I just wanted some cool pics
>>
>>51315969
no they didn't.

There's been one mention of conventional steel that was unspecified as to our or imperial conventions. But that's sinxe been retconned out in newer editions of the books.
>>
>>51317154
well yeah, no one thinks it means the man portable autocannon is equal to the 120mm on an abrams.
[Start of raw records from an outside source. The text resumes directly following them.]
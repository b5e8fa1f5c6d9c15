//! Decoded-bitmap pool with a memory budget.
//!
//! Paths are registered up front; pixels are decoded on first use and
//! released again when the LRU bookkeeping in [`EvictionCache`] decides the
//! page has gone unused for longest and the pool is over budget.

use std::fs;
use std::path::{Path, PathBuf};
use std::sync::Arc;

use thiserror::Error;

use crate::files::is_image_file;
use crate::lru::EvictionCache;
use crate::viewport::Size;

/// Decoded pixels are kept as packed RGB.
pub const BYTES_PER_PIXEL: u64 = 3;

pub const DEFAULT_MAX_BYTES: u64 = 200 * 1024 * 1024;
pub const DEFAULT_MIN_RESIDENT: usize = 3;

#[derive(Debug, Error)]
pub enum PoolError {
    #[error("image index {index} out of range (pool holds {len})")]
    OutOfRange { index: usize, len: usize },
    #[error("could not decode {path}: {reason}")]
    Decode { path: PathBuf, reason: String },
    #[error("{path} has no pixels")]
    EmptyImage { path: PathBuf },
    #[error("{path} is not an image file")]
    NotAnImage { path: PathBuf },
}

#[derive(Debug)]
pub struct DecodedImage {
    pub rgb_bytes: Vec<u8>,
    pub width: u32,
    pub height: u32,
    pub file_size: u64,
}

impl DecodedImage {
    /// Estimated memory cost; decoder overhead is ignored.
    pub fn weight(&self) -> u64 {
        self.width as u64 * self.height as u64 * BYTES_PER_PIXEL
    }

    pub fn size(&self) -> Size {
        Size::new(self.width as f64, self.height as f64)
    }
}

/// The codec: turn a file into pixels.
pub trait Decode {
    fn decode(&self, path: &Path) -> Result<DecodedImage, PoolError>;
}

/// Decoder backed by the `image` crate.
#[derive(Debug, Default, Clone, Copy)]
pub struct ImageDecoder;

impl Decode for ImageDecoder {
    fn decode(&self, path: &Path) -> Result<DecodedImage, PoolError> {
        let file_size = fs::metadata(path).map(|m| m.len()).unwrap_or(0);
        let img = image::open(path).map_err(|e| PoolError::Decode {
            path: path.to_path_buf(),
            reason: e.to_string(),
        })?;
        let rgb = img.to_rgb8();
        let (width, height) = rgb.dimensions();
        Ok(DecodedImage { rgb_bytes: rgb.into_raw(), width, height, file_size })
    }
}

#[derive(Debug, Clone, Copy, PartialEq, Eq)]
pub struct PoolConfig {
    pub max_bytes: u64,
    pub min_resident: usize,
}

impl Default for PoolConfig {
    fn default() -> Self {
        Self { max_bytes: DEFAULT_MAX_BYTES, min_resident: DEFAULT_MIN_RESIDENT }
    }
}

struct Entry {
    path: PathBuf,
    image: Option<Arc<DecodedImage>>,
}

pub struct ImagePool<D = ImageDecoder> {
    decoder: D,
    entries: Vec<Entry>,
    lru: EvictionCache<usize, u64>,
}

impl ImagePool<ImageDecoder> {
    pub fn new(config: PoolConfig) -> Self {
        Self::with_decoder(config, ImageDecoder)
    }
}

impl<D: Decode> ImagePool<D> {
    pub fn with_decoder(config: PoolConfig, decoder: D) -> Self {
        Self {
            decoder,
            entries: Vec::new(),
            lru: EvictionCache::new(config.max_bytes, config.min_resident),
        }
    }

    /// Register a path at the next index. Nothing is decoded yet.
    pub fn add_image(&mut self, path: impl Into<PathBuf>) -> Result<usize, PoolError> {
        let path = path.into();
        if !is_image_file(&path) {
            return Err(PoolError::NotAnImage { path });
        }
        self.entries.push(Entry { path, image: None });
        Ok(self.entries.len() - 1)
    }

    /// Observe evictions, e.g. to drop anything derived from a bitmap.
    pub fn add_eviction_hook(&mut self, hook: impl FnMut(&usize) + Send + 'static) {
        self.lru.add_eviction_hook(hook);
    }

    pub fn decoder(&self) -> &D {
        &self.decoder
    }

    pub fn len(&self) -> usize {
        self.entries.len()
    }

    pub fn is_empty(&self) -> bool {
        self.entries.is_empty()
    }

    pub fn path(&self, index: usize) -> Result<&Path, PoolError> {
        Ok(&self.entry(index)?.path)
    }

    /// Natural pixel dimensions; decodes the image if it is not resident.
    pub fn size(&mut self, index: usize) -> Result<Size, PoolError> {
        Ok(self.load(index)?.size())
    }

    /// Decoded pixels; decodes the image if it is not resident.
    pub fn bitmap(&mut self, index: usize) -> Result<Arc<DecodedImage>, PoolError> {
        self.load(index)
    }

    pub fn is_resident(&self, index: usize) -> bool {
        self.entries.get(index).is_some_and(|e| e.image.is_some())
    }

    pub fn resident_count(&self) -> usize {
        self.entries.iter().filter(|e| e.image.is_some()).count()
    }

    pub fn resident_bytes(&self) -> u64 {
        self.entries
            .iter()
            .filter_map(|e| e.image.as_ref())
            .map(|img| img.weight())
            .sum()
    }

    /// Path to decode if `index` is not resident. A resident image only has
    /// its recency refreshed.
    pub fn pending_path(&mut self, index: usize) -> Result<Option<PathBuf>, PoolError> {
        let entry = self.entry(index)?;
        match &entry.image {
            Some(image) => {
                let weight = image.weight();
                self.hit(index, weight);
                Ok(None)
            }
            None => Ok(Some(entry.path.clone())),
        }
    }

    /// Make a decoded image resident at `index`, possibly evicting others.
    ///
    /// The returned handle stays valid even if `index` itself is evicted
    /// straight away.
    pub fn install(&mut self, index: usize, decoded: DecodedImage) -> Result<Arc<DecodedImage>, PoolError> {
        let entry = self.entry(index)?;
        if decoded.width == 0 || decoded.height == 0 {
            return Err(PoolError::EmptyImage { path: entry.path.clone() });
        }
        if let Some(existing) = &entry.image {
            let existing = Arc::clone(existing);
            self.hit(index, existing.weight());
            return Ok(existing);
        }
        let image = Arc::new(decoded);
        let weight = image.weight();
        self.entries[index].image = Some(Arc::clone(&image));
        self.hit(index, weight);
        Ok(image)
    }

    fn load(&mut self, index: usize) -> Result<Arc<DecodedImage>, PoolError> {
        if let Some(image) = self.entry(index)?.image.clone() {
            self.hit(index, image.weight());
            return Ok(image);
        }
        let path = self.entries[index].path.clone();
        log::debug!("decoding page {} from {}", index, path.display());
        let decoded = self.decoder.decode(&path)?;
        self.install(index, decoded)
    }

    fn unload(&mut self, index: usize) {
        if let Some(entry) = self.entries.get_mut(index) {
            entry.image = None;
        }
    }

    fn hit(&mut self, index: usize, weight: u64) {
        for evicted in self.lru.hit(index, weight) {
            log::debug!("evicting page {}", evicted);
            self.unload(evicted);
        }
    }

    fn entry(&self, index: usize) -> Result<&Entry, PoolError> {
        self.entries.get(index).ok_or(PoolError::OutOfRange { index, len: self.entries.len() })
    }
}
Its equivalent too the ~50mm guns light tanks used in the 80s or 90a.
>>
>>51317461
Leaving us with literally nothing to campare with real life.

o.k even assuming tthat 'conventional steel' is not the same thing as the steels in our world are you really going to tell us that the difference is that huge?
>>
>>51317528
considering they routinely build impossible structures or mechs out of it I'm thinking probably.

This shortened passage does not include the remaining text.